### WHAT THE TASK ASKS
Find the line that contains "assert_eq!(stored.total_daily_calories, Some(2000));" in the entries below. Output it and each later line exactly, and nothing else.

### Collected data entries
========

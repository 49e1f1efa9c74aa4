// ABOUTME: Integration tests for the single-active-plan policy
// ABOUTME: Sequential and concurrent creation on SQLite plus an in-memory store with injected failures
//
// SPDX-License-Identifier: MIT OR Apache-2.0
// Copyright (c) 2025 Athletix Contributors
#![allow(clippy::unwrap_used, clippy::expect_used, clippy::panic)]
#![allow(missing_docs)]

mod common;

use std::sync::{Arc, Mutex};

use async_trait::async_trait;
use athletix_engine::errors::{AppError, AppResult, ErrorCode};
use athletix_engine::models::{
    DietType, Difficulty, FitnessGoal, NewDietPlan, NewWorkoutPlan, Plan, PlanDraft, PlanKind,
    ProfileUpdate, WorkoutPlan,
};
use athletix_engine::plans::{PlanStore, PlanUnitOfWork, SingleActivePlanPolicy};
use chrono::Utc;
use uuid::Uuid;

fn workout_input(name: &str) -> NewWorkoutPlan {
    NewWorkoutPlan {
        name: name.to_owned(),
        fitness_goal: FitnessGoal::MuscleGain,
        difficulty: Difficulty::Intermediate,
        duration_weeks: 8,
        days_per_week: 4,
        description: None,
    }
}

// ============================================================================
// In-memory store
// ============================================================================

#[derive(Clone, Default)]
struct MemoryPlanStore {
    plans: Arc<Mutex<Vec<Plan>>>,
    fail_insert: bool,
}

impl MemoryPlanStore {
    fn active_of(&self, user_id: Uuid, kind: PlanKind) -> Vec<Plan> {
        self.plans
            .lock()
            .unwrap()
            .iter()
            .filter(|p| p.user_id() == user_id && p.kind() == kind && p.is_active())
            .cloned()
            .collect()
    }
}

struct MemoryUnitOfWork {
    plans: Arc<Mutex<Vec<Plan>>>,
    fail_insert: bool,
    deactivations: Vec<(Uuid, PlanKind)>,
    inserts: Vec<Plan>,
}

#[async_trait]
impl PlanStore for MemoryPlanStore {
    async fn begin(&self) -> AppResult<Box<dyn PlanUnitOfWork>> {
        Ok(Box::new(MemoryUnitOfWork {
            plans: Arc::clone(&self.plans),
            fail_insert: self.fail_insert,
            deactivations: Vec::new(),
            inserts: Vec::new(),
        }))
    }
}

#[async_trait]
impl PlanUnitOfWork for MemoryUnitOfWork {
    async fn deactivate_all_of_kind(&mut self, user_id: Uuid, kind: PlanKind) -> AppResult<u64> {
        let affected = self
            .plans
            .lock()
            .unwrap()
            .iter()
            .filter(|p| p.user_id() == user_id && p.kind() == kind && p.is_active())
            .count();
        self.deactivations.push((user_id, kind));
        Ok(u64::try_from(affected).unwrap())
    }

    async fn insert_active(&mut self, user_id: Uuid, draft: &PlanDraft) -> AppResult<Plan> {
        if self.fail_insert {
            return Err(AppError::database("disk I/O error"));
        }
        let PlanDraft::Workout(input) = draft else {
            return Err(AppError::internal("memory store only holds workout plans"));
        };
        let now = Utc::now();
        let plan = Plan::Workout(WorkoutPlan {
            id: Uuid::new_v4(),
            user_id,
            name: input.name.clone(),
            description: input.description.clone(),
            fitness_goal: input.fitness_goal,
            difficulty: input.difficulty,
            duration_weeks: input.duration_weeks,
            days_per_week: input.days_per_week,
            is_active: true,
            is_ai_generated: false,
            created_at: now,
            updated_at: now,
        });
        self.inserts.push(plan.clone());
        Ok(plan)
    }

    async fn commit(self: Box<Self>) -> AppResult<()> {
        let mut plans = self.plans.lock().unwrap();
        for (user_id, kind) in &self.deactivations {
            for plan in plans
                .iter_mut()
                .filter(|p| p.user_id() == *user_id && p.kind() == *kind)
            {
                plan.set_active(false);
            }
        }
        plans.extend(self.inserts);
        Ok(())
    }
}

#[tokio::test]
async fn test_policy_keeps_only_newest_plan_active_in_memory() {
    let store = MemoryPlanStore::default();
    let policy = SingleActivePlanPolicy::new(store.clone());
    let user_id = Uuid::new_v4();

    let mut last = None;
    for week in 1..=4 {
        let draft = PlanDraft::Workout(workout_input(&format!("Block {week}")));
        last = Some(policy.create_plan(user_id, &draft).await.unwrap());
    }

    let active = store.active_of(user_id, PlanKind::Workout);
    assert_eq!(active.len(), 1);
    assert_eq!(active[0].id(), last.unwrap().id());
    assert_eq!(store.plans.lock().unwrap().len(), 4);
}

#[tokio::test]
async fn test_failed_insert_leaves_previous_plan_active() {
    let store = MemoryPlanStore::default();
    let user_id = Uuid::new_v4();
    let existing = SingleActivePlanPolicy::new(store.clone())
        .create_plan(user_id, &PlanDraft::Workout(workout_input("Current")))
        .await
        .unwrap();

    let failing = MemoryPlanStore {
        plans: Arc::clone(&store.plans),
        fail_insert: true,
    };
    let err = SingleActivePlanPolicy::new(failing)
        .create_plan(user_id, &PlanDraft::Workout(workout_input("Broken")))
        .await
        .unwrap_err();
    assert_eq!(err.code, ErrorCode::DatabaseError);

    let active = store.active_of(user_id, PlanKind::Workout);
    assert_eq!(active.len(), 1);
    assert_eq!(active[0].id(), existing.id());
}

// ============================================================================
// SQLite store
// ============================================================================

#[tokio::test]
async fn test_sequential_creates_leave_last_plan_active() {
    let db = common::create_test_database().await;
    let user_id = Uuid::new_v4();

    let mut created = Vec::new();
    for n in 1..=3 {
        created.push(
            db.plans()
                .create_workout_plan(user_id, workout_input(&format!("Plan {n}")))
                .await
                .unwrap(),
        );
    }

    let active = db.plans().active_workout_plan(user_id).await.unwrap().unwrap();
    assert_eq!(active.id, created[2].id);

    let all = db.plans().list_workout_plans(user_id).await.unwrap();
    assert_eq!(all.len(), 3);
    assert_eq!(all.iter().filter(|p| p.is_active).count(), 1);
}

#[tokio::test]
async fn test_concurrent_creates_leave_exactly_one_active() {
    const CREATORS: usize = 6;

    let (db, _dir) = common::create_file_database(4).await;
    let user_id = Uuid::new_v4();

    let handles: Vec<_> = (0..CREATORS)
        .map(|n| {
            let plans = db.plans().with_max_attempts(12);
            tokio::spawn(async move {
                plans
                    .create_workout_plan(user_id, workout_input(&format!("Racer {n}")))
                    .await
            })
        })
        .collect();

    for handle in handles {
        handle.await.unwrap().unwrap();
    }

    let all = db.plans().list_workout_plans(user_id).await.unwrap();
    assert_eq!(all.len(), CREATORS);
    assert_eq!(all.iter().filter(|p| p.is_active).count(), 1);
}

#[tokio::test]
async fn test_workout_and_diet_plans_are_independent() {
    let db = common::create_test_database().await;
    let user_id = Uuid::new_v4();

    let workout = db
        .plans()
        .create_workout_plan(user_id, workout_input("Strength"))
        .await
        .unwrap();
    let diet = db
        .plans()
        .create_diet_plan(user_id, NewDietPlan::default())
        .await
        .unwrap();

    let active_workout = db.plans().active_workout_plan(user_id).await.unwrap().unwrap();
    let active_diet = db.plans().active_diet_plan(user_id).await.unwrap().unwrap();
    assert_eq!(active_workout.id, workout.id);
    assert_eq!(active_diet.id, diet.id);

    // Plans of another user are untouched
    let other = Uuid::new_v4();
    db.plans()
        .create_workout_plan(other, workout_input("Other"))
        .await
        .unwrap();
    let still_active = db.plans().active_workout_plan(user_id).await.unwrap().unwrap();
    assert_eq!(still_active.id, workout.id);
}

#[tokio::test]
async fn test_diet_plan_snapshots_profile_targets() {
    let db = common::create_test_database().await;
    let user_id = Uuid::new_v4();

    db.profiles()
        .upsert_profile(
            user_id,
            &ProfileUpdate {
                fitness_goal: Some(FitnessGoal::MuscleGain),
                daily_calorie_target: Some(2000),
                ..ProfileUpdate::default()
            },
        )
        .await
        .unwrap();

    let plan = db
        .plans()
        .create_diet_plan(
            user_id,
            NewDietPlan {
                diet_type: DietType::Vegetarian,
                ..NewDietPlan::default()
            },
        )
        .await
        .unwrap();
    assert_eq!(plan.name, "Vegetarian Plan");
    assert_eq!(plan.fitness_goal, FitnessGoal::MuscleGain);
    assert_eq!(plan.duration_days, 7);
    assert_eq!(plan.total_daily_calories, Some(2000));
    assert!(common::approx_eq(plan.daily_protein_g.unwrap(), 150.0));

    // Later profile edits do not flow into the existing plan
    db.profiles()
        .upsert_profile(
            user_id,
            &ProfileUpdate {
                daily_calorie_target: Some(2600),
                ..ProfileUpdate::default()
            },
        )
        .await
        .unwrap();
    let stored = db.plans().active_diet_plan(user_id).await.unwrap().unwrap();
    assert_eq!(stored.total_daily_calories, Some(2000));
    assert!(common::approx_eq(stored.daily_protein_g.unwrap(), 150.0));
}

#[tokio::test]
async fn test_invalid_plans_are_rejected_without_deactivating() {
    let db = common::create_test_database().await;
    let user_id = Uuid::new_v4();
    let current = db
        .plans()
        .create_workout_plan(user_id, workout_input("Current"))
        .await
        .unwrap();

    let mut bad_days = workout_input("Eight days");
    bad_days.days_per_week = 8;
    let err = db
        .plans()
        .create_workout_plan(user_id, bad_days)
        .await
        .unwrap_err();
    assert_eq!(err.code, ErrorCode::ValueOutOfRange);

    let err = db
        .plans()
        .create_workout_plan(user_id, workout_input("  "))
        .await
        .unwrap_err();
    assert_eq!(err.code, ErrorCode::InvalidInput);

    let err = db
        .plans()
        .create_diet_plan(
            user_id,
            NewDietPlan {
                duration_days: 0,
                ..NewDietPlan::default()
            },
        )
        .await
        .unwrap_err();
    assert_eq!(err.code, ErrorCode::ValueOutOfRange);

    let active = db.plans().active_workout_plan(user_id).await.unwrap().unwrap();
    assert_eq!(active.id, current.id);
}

========

### RESPONSE FOR THIS EXERCISE
    assert_eq!(stored.total_daily_calories, Some(2000));
    assert!(common::approx_eq(stored.daily_protein_g.unwrap(), 150.0));
}

#[tokio::test]
async fn test_invalid_plans_are_rejected_without_deactivating() {
    let db = common::create_test_database().await;
    let user_id = Uuid::new_v4();
    let current = db
        .plans()
        .create_workout_plan(user_id, workout_input("Current"))
        .await
        .unwrap();

    let mut bad_days = workout_input("Eight days");
    bad_days.days_per_week = 8;
    let err = db
        .plans()
        .create_workout_plan(user_id, bad_days)
        .await
        .unwrap_err();
    assert_eq!(err.code, ErrorCode::ValueOutOfRange);

    let err = db
        .plans()
        .create_workout_plan(user_id, workout_input("  "))
        .await
        .unwrap_err();
    assert_eq!(err.code, ErrorCode::InvalidInput);

    let err = db
        .plans()
        .create_diet_plan(
            user_id,
            NewDietPlan {
                duration_days: 0,
                ..NewDietPlan::default()
            },
        )
        .await
        .unwrap_err();
    assert_eq!(err.code, ErrorCode::ValueOutOfRange);

    let active = db.plans().active_workout_plan(user_id).await.unwrap().unwrap();
    assert_eq!(active.id, current.id);
}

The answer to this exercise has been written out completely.